Candidates must be DO or MD graduates of an accredited medical school, hold an unrestricted state medical license, and have completed (or be in the final year of) an accredited anesthesiology residency. The written exam can be taken after completing the Clinical Base Year and the CA-1 year. Program directors must attest to satisfactory clinical competence. Passing all three components (Written, Oral, Clinical) is required for primary certification.

How is the AOBA Anesthesiology Written Exam structured?

The written exam consists of 320 single-best-answer multiple-choice questions delivered in four ~80-question sections of 90 minutes each (6 hours of testing, ~30 minutes of breaks).
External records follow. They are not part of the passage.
pub mod health;
pub mod remote_users;
pub mod swagger;
pub mod users;

use actix_web::web;

use crate::utils::AppError;

/// Registra as rotas da API (usado pelo `main` e pelos testes)
pub fn configure(cfg: &mut web::ServiceConfig) {
    cfg.app_data(web::JsonConfig::default().error_handler(|err, _req| {
        AppError::InvalidRequest(format!("invalid request body: {}", err)).into()
    }))
    .app_data(web::PathConfig::default().error_handler(|err, _req| {
        AppError::InvalidRequest(format!("invalid path parameter: {}", err)).into()
    }))
    // Health check
    .route("/health", web::get().to(health::health_check))
    // Local store
    .service(
        web::scope("/api/users")
            .route("", web::get().to(users::list_users))
            .route("", web::post().to(users::create_user))
            .route("/{id}", web::get().to(users::get_user))
            .route("/{id}", web::put().to(users::update_user))
            .route("/{id}", web::delete().to(users::delete_user)),
    )
    // Upstream proxy
    .service(
        web::scope("/api/remote/users")
            .route("", web::get().to(remote_users::list_remote_users))
            .route("", web::post().to(remote_users::create_remote_user))
            .route("/{id}", web::get().to(remote_users::get_remote_user))
            .route("/{id}", web::put().to(remote_users::update_remote_user))
            .route("/{id}", web::delete().to(remote_users::delete_remote_user)),
    );
}
mod api;
mod config;
mod database;
mod models;
mod seeds;
mod services;
mod utils;

use actix_cors::Cors;
use actix_web::{middleware::Logger, web, App, HttpServer};
use dotenv::dotenv;
use utoipa::OpenApi;
use utoipa_swagger_ui::SwaggerUi;

use crate::config::AppConfig;
use crate::database::UserStore;
use crate::services::UpstreamClient;

fn build_cors(allowed_origins: &[String]) -> Cors {
    if allowed_origins.is_empty() {
        return Cors::permissive();
    }

    allowed_origins
        .iter()
        .fold(Cors::default(), |cors, origin| cors.allowed_origin(origin))
        .allowed_methods(vec!["GET", "POST", "PUT", "DELETE", "OPTIONS"])
        .allowed_headers(vec![
            actix_web::http::header::CONTENT_TYPE,
            actix_web::http::header::ACCEPT,
        ])
        .max_age(3600)
}

#[actix_web::main]
async fn main() -> std::io::Result<()> {
    // Load environment variables
    dotenv().ok();

    // Initialize logger
    env_logger::init_from_env(env_logger::Env::new().default_filter_or("info"));

    let config = AppConfig::from_env().map_err(|e| {
        log::error!("❌ Invalid configuration: {}", e);
        std::io::Error::new(std::io::ErrorKind::InvalidInput, e)
    })?;

    log::info!("🚀 Starting User Gateway...");
    log::info!("🔗 Upstream users API: {}", config.upstream_users_url);

    let store = web::Data::new(UserStore::new());
    if config.seed_demo_users {
        seeds::users_seed::seed_demo_users(&store).await;
    }

    let upstream = web::Data::new(UpstreamClient::new(&config.upstream_users_url));

    let bind_address = config.bind_address();
    log::info!("🌐 Server starting on {}", bind_address);
    log::info!("📚 Swagger UI available at: http://{}/swagger-ui/", bind_address);
    log::info!("📄 OpenAPI spec at: http://{}/api-docs/openapi.json", bind_address);

    let cors_origins = config.cors_allowed_origins.clone();

    // Start HTTP server
    HttpServer::new(move || {
        let openapi = api::swagger::ApiDoc::openapi();

        App::new()
            .app_data(store.clone())
            .app_data(upstream.clone())
            .wrap(build_cors(&cors_origins))
            .wrap(Logger::default())
            .service(
                SwaggerUi::new("/swagger-ui/{_:.*}")
                    .url("/api-docs/openapi.json", openapi),
            )
            .configure(api::configure)
    })
    .bind(bind_address)?
    .run()
    .await
}
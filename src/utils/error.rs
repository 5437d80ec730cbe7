use actix_web::{
    http::{header::ContentType, StatusCode},
    HttpResponse, ResponseError,
};
use std::collections::BTreeMap;
use thiserror::Error;

use crate::models::ApiResponse;

/// Erros da aplicação, cada um com status HTTP fixo
#[derive(Debug, Error)]
pub enum AppError {
    #[error("user not found")]
    NotFound,

    #[error("{0}")]
    UpstreamNotFound(String),

    #[error("{0}")]
    UpstreamValidationError(String),

    /// 400 do upstream cujo corpo já é um envelope (repassado como veio)
    #[error("upstream rejected the request")]
    UpstreamRejected(String),

    #[error("upstream request failed: {0}")]
    UpstreamError(String),

    #[error("upstream service unavailable: {0}")]
    UpstreamUnavailable(String),

    #[error("validation failed")]
    Validation(BTreeMap<String, String>),

    #[error("{0}")]
    InvalidRequest(String),

    #[error("internal server error")]
    Internal(String),
}

impl ResponseError for AppError {
    fn status_code(&self) -> StatusCode {
        match self {
            AppError::NotFound | AppError::UpstreamNotFound(_) => StatusCode::NOT_FOUND,
            AppError::UpstreamValidationError(_)
            | AppError::UpstreamRejected(_)
            | AppError::Validation(_)
            | AppError::InvalidRequest(_) => StatusCode::BAD_REQUEST,
            AppError::UpstreamError(_) | AppError::Internal(_) => {
                StatusCode::INTERNAL_SERVER_ERROR
            }
            AppError::UpstreamUnavailable(_) => StatusCode::SERVICE_UNAVAILABLE,
        }
    }

    fn error_response(&self) -> HttpResponse {
        let mut builder = HttpResponse::build(self.status_code());

        match self {
            AppError::UpstreamRejected(body) => builder
                .content_type(ContentType::json())
                .body(body.clone()),
            AppError::Validation(errors) => {
                let data = serde_json::to_value(errors).ok();
                builder.json(ApiResponse::new(false, self.to_string(), data))
            }
            AppError::Internal(detail) => {
                // O detalhe fica só no log
                log::error!("Internal error: {}", detail);
                builder.json(ApiResponse::failure(self.to_string()))
            }
            _ => builder.json(ApiResponse::failure(self.to_string())),
        }
    }
}
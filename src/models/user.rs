use chrono::{DateTime, Utc};
use serde::{Deserialize, Deserializer, Serialize};

use crate::utils::{validation::FieldErrors, AppError};

/// Usuário armazenado localmente (inclui a senha, nunca serializado direto)
#[derive(Debug, Clone)]
pub struct User {
    pub id: u64,
    pub name: String,
    pub email: String,
    pub password: String,
    pub created_at: DateTime<Utc>,
    pub updated_at: DateTime<Utc>,
}

/// Visão pública do usuário (sem senha)
#[derive(Debug, Clone, PartialEq, Serialize, Deserialize, utoipa::ToSchema)]
pub struct UserResponse {
    pub id: u64,
    pub name: String,
    pub email: String,
    pub created_at: DateTime<Utc>,
    pub updated_at: DateTime<Utc>,
}

impl From<&User> for UserResponse {
    fn from(user: &User) -> Self {
        Self {
            id: user.id,
            name: user.name.clone(),
            email: user.email.clone(),
            created_at: user.created_at,
            updated_at: user.updated_at,
        }
    }
}

/// Request para criar usuário
#[derive(Debug, Clone, Serialize, Deserialize, utoipa::ToSchema)]
pub struct CreateUserRequest {
    #[schema(example = "Alice")]
    pub name: String,
    #[schema(example = "alice@example.com")]
    pub email: String,
    #[schema(example = "secret123")]
    pub password: String,
}

impl CreateUserRequest {
    pub fn validate(&self) -> Result<(), AppError> {
        let mut errors = FieldErrors::new();
        errors.check_name(&self.name);
        errors.check_email(&self.email);
        errors.check_password(&self.password);
        errors.into_result()
    }
}

/// Request para atualizar usuário: ausente = None, null = Some(None)
#[derive(Debug, Clone, Default, Serialize, Deserialize, utoipa::ToSchema)]
pub struct UpdateUserRequest {
    #[serde(default, deserialize_with = "present", skip_serializing_if = "Option::is_none")]
    #[schema(value_type = Option<String>)]
    pub name: Option<Option<String>>,

    #[serde(default, deserialize_with = "present", skip_serializing_if = "Option::is_none")]
    #[schema(value_type = Option<String>)]
    pub email: Option<Option<String>>,

    #[serde(default, deserialize_with = "present", skip_serializing_if = "Option::is_none")]
    #[schema(value_type = Option<String>)]
    pub password: Option<Option<String>>,
}

impl UpdateUserRequest {
    pub fn validate(&self) -> Result<(), AppError> {
        let mut errors = FieldErrors::new();
        if let Some(Some(name)) = &self.name {
            errors.check_name(name);
        }
        if let Some(Some(email)) = &self.email {
            errors.check_email(email);
        }
        if let Some(Some(password)) = &self.password {
            errors.check_password(password);
        }
        errors.into_result()
    }

    pub fn new_name(&self) -> Option<&str> {
        self.name.as_ref().and_then(|v| v.as_deref())
    }

    pub fn new_email(&self) -> Option<&str> {
        self.email.as_ref().and_then(|v| v.as_deref())
    }

    pub fn new_password(&self) -> Option<&str> {
        self.password.as_ref().and_then(|v| v.as_deref())
    }
}

// Only runs when the key is present, so `null` becomes `Some(None)`.
fn present<'de, D, T>(deserializer: D) -> Result<Option<Option<T>>, D::Error>
where
    D: Deserializer<'de>,
    T: Deserialize<'de>,
{
    Option::<T>::deserialize(deserializer).map(Some)
}
use serde::{Deserialize, Serialize};
use serde_json::Value;

/// Envelope padrão de resposta
#[derive(Debug, Clone, Serialize, Deserialize, utoipa::ToSchema)]
pub struct ApiResponse {
    pub success: bool,
    pub message: String,
    #[serde(default)]
    #[schema(value_type = Option<Object>)]
    pub data: Option<Value>,
}

impl ApiResponse {
    pub fn new(success: bool, message: impl Into<String>, data: Option<Value>) -> Self {
        Self {
            success,
            message: message.into(),
            data,
        }
    }

    pub fn failure(message: impl Into<String>) -> Self {
        Self::new(false, message, None)
    }
}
It is offered annually (typically August) via remote proctoring. The blueprint allocates 42% to Physiologic Sciences (physiology 20%, pharmacology 22%), 24% to Physical Sciences (anatomy 8%, biochemistry 1%, physics 13%, math 2%), 33% to Clinical Sciences (procedures/techniques 11%, disease states 22%), and 1% to Osteopathic Principles & Practice.

What is the fee for the AOBA Anesthesiology exam?

The AOBA Primary Written Exam fee is $500. The Oral Exam is $1,000, and the Clinical Exam is $2,000 - totaling approximately $3,500 in AOBA fees for primary certification (2026 rates; confirm current fees with AOBA). A 30% late surcharge applies to applications received after the first deadline. Continuous certification via Longitudinal Assessment is $210 per year.

What is the passing score on the AOBA Written Exam?

AOBA uses a 200-800 scaled score system. A scaled score of 500 or higher is required to pass the written exam, and the same threshold applies to the Oral and Clinical components. The standard is criterion-referenced (Angoff-based), so the passing scaled score corresponds to a fixed level of competency rather than a fixed percentile.

What is the pass rate on the AOBA Written Exam?

AOBA publishes a five-year aggregate first-attempt pass rate of approximately 91.3% on the Primary Written Exam. Rates for the Oral and Clinical components vary; the Oral exam in particular has historically had a lower first-attempt rate. Repeat candidates have markedly lower rates, so robust first-attempt prep is strongly encouraged.

How long should I study for the AOBA Anesthesiology Written Exam?

Most candidates report 300-500 hours of dedicated prep across the CA-1 and CA-2 years. A typical plan allocates ~40% to physiology/pharmacology, ~25% to physics/equipment/anatomy, ~25% to disease states and procedures (regional, OB, peds, cardiac, ICU), and ~10% to mixed timed practice. Daily question-bank practice (50-100/day in the final 8 weeks) correlates strongly with passing.

How is continuous certification maintained after passing AOBA boards?

AOBA replaced the traditional 10-year recertification exam with the Longitudinal Assessment (LA) - an annual untimed online question set delivered each year of a 10-year cycle. The LA fee is $210 per year. Diplomates also complete the four-component Osteopathic Continuous Certification (OCC) program (licensure, lifelong learning/CME, cognitive assessment, performance in practice).

How much does the AOBA exam emphasize Osteopathic Principles & Practice (OPP/OMM)?

Only ~1% of the AOBA Written Exam is dedicated explicitly to Osteopathic Principles & Practice. High-yield OMM topics relevant to anesthesia include rib-raising for postoperative atelectasis, suboccipital decompression and venous sinus techniques for post-dural-puncture headache, lymphatic pump for ileus, and somatic dysfunction recognition in chronic pain patients. Don't ignore it - it's only a few questions but they are easy points.